• [Data for processing]:
--- START ---
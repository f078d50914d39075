//! Console logger - routes the `log` facade into the browser console
//!
//! Library code only uses `log::{info, debug, warn}`. On wasm32 `crate::init()`
//! installs this logger; native hosts bring their own.

use log::{Level, LevelFilter, Log, Metadata, Record};

pub struct ConsoleLogger {
    level: Level,
}

static CONSOLE_LOGGER: ConsoleLogger = ConsoleLogger { level: Level::Info };

impl Log for ConsoleLogger {
    fn enabled(&self, metadata: &Metadata) -> bool {
        metadata.level() <= self.level
    }

    fn log(&self, record: &Record) {
        if !self.enabled(record.metadata()) {
            return;
        }
        let line = format!("[grainfall {}] {}", record.level(), record.args());
        emit(record.level(), &line);
    }

    fn flush(&self) {}
}

#[cfg(target_arch = "wasm32")]
fn emit(level: Level, line: &str) {
    let value = wasm_bindgen::JsValue::from_str(line);
    match level {
        Level::Error => web_sys::console::error_1(&value),
        Level::Warn => web_sys::console::warn_1(&value),
        Level::Info => web_sys::console::info_1(&value),
        Level::Debug | Level::Trace => web_sys::console::debug_1(&value),
    }
}

// Imported JS functions cannot be called off wasm32.
#[cfg(not(target_arch = "wasm32"))]
fn emit(_level: Level, _line: &str) {}

/// Install the console logger once. Later calls (or a host logger already
/// being set) are ignored.
pub fn install_console_logger() {
    if log::set_logger(&CONSOLE_LOGGER).is_ok() {
        log::set_max_level(LevelFilter::Info);
    }
}
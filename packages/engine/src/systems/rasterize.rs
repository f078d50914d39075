//! Wall rasterization - polyline vertices to solid grid cells
//!
//! Each consecutive vertex pair is filled inclusively. Diagonal pairs are
//! either rejected or filled with the legacy L-shape, per `DiagonalPolicy`.
//! Paths are independent; with `parallel` they are rasterized with Rayon and
//! merged, giving the same set as the sequential walk.

use std::collections::HashSet;

#[cfg(feature = "parallel")]
use rayon::prelude::*;

use crate::core::error::GeometryError;
use crate::domain::config::DiagonalPolicy;
use crate::domain::coord::{Coordinate, WallPath};

/// Cells covered by the segment A -> B, in walk order (may repeat for LShape
/// with a zero-length axis; callers dedupe).
pub fn rasterize_segment(
    a: Coordinate,
    b: Coordinate,
    policy: DiagonalPolicy,
) -> Result<Vec<Coordinate>, GeometryError> {
    if let Some(&cell) = [a, b].iter().find(|v| !v.is_within_limit()) {
        return Err(GeometryError::OutOfRange { cell });
    }
    if a == b {
        return Ok(vec![a]);
    }

    if a.is_axis_aligned_with(b) {
        let (dx, dy) = ((b.x - a.x).signum(), (b.y - a.y).signum());
        let len = (b.x - a.x).abs().max((b.y - a.y).abs());
        return Ok((0..=len).map(|i| a.offset(dx * i, dy * i)).collect());
    }

    match policy {
        DiagonalPolicy::Reject => Err(GeometryError::DiagonalSegment { from: a, to: b }),
        DiagonalPolicy::LShape => Ok(l_shape_fill(a, b)),
    }
}

/// Legacy fill: A, the open run along A's row, the open run along A's
/// column, then B. The corner opposite A is never filled.
fn l_shape_fill(a: Coordinate, b: Coordinate) -> Vec<Coordinate> {
    let (dx, dy) = ((b.x - a.x).signum(), (b.y - a.y).signum());
    let h_len = (b.x - a.x).abs();
    let v_len = (b.y - a.y).abs();

    let mut cells = Vec::with_capacity((h_len + v_len + 1) as usize);
    cells.push(a);
    cells.extend((1..h_len).map(|i| a.offset(dx * i, 0)));
    cells.extend((1..v_len).map(|i| a.offset(0, dy * i)));
    cells.push(b);
    cells
}

pub fn rasterize_path(path: &WallPath, policy: DiagonalPolicy) -> Result<Vec<Coordinate>, GeometryError> {
    let mut cells = Vec::new();
    for (a, b) in path.segments() {
        cells.extend(rasterize_segment(a, b, policy)?);
    }
    Ok(cells)
}

/// Union of every path's cells, deduplicated.
pub fn rasterize_walls(paths: &[WallPath], policy: DiagonalPolicy) -> Result<HashSet<Coordinate>, GeometryError> {
    #[cfg(feature = "parallel")]
    {
        let per_path: Vec<Vec<Coordinate>> = paths
            .par_iter()
            .map(|path| rasterize_path(path, policy))
            .collect::<Result<_, _>>()?;
        Ok(per_path.into_iter().flatten().collect())
    }

    #[cfg(not(feature = "parallel"))]
    {
        let mut cells = HashSet::new();
        for path in paths {
            cells.extend(rasterize_path(path, policy)?);
        }
        Ok(cells)
    }
}

#[cfg(test)]
mod tests {
    use super::*;
    use crate::domain::coord::COORD_LIMIT;
    use crate::domain::input::{parse_wall_paths, SAMPLE_INPUT};
    use proptest::prelude::*;

    fn c(x: i32, y: i32) -> Coordinate {
        Coordinate::new(x, y)
    }

    fn set(cells: &[(i32, i32)]) -> HashSet<Coordinate> {
        cells.iter().map(|&(x, y)| c(x, y)).collect()
    }

    #[test]
    fn horizontal_segment_is_inclusive() {
        let cells = rasterize_segment(c(2, 5), c(5, 5), DiagonalPolicy::Reject).unwrap();
        assert_eq!(cells, vec![c(2, 5), c(3, 5), c(4, 5), c(5, 5)]);
    }

    #[test]
    fn vertical_segment_walks_upward() {
        let cells = rasterize_segment(c(5, 5), c(5, 2), DiagonalPolicy::Reject).unwrap();
        assert_eq!(cells, vec![c(5, 5), c(5, 4), c(5, 3), c(5, 2)]);
    }

    #[test]
    fn zero_length_segment_is_one_cell() {
        let cells = rasterize_segment(c(7, 7), c(7, 7), DiagonalPolicy::Reject).unwrap();
        assert_eq!(cells, vec![c(7, 7)]);
    }

    #[test]
    fn diagonal_is_rejected_by_default() {
        let err = rasterize_segment(c(0, 0), c(3, 2), DiagonalPolicy::Reject).unwrap_err();
        assert_eq!(err, GeometryError::DiagonalSegment { from: c(0, 0), to: c(3, 2) });
    }

    #[test]
    fn diagonal_l_shape_matches_legacy_fill() {
        let cells = rasterize_segment(c(0, 0), c(3, 2), DiagonalPolicy::LShape).unwrap();
        let got: HashSet<_> = cells.into_iter().collect();
        assert_eq!(got, set(&[(0, 0), (1, 0), (2, 0), (0, 1), (3, 2)]));
        assert!(!got.contains(&c(3, 0)));
        assert!(!got.contains(&c(0, 2)));
    }

    #[test]
    fn sample_walls_rasterize_to_twenty_cells() {
        let paths = parse_wall_paths(SAMPLE_INPUT).unwrap();
        let cells = rasterize_walls(&paths, DiagonalPolicy::Reject).unwrap();
        // 3 + 2 on the first path, 2 + 5 + 8 (shared corners once) on the second
        assert_eq!(cells.len(), 20);
        assert!(cells.contains(&c(498, 5)));
        assert!(cells.contains(&c(494, 9)));
        assert!(cells.contains(&c(502, 7)));
    }

    #[test]
    fn vertices_past_the_limit_are_rejected() {
        let err = rasterize_segment(c(i32::MIN, 0), c(i32::MAX, 0), DiagonalPolicy::Reject).unwrap_err();
        assert_eq!(err, GeometryError::OutOfRange { cell: c(i32::MIN, 0) });

        let edge = rasterize_segment(c(COORD_LIMIT - 1, 0), c(COORD_LIMIT, 0), DiagonalPolicy::Reject).unwrap();
        assert_eq!(edge.len(), 2);
    }

    #[test]
    fn diagonal_in_any_path_fails_the_whole_set() {
        let paths = parse_wall_paths("0,0 -> 0,3\n5,5 -> 6,6").unwrap();
        assert!(rasterize_walls(&paths, DiagonalPolicy::Reject).is_err());
        assert!(rasterize_walls(&paths, DiagonalPolicy::LShape).is_ok());
    }

    fn arb_axis_path() -> impl Strategy<Value = WallPath> {
        let start = (-50i32..50, 0i32..50);
        let steps = prop::collection::vec((any::<bool>(), -10i32..=10), 1..8);
        (start, steps).prop_map(|((x, y), steps)| {
            let mut v = vec![Coordinate::new(x, y)];
            for (horizontal, d) in steps {
                let last = *v.last().unwrap();
                v.push(if horizontal { last.offset(d, 0) } else { last.offset(0, d) });
            }
            WallPath::new(v).unwrap()
        })
    }

    proptest! {
        #[test]
        fn rasterization_is_idempotent(paths in prop::collection::vec(arb_axis_path(), 1..6)) {
            let first = rasterize_walls(&paths, DiagonalPolicy::Reject).unwrap();
            let second = rasterize_walls(&paths, DiagonalPolicy::Reject).unwrap();
            prop_assert_eq!(&first, &second);
            for path in &paths {
                for v in path.vertices() {
                    prop_assert!(first.contains(v));
                }
            }
        }
    }
}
--- END ---
• [Assignment]:
Taking the line with "let h_len = (b.x - a.x).abs();" as the first and the line with "path's cells, deduplicated." as the last, retype that stretch of the data above exactly, with no other lines.

• [Expected output]:
    let h_len = (b.x - a.x).abs();
    let v_len = (b.y - a.y).abs();

    let mut cells = Vec::with_capacity((h_len + v_len + 1) as usize);
    cells.push(a);
    cells.extend((1..h_len).map(|i| a.offset(dx * i, 0)));
    cells.extend((1..v_len).map(|i| a.offset(0, dy * i)));
    cells.push(b);
    cells
}

pub fn rasterize_path(path: &WallPath, policy: DiagonalPolicy) -> Result<Vec<Coordinate>, GeometryError> {
    let mut cells = Vec::new();
    for (a, b) in path.segments() {
        cells.extend(rasterize_segment(a, b, policy)?);
    }
    Ok(cells)
}

/// Union of every path's cells, deduplicated.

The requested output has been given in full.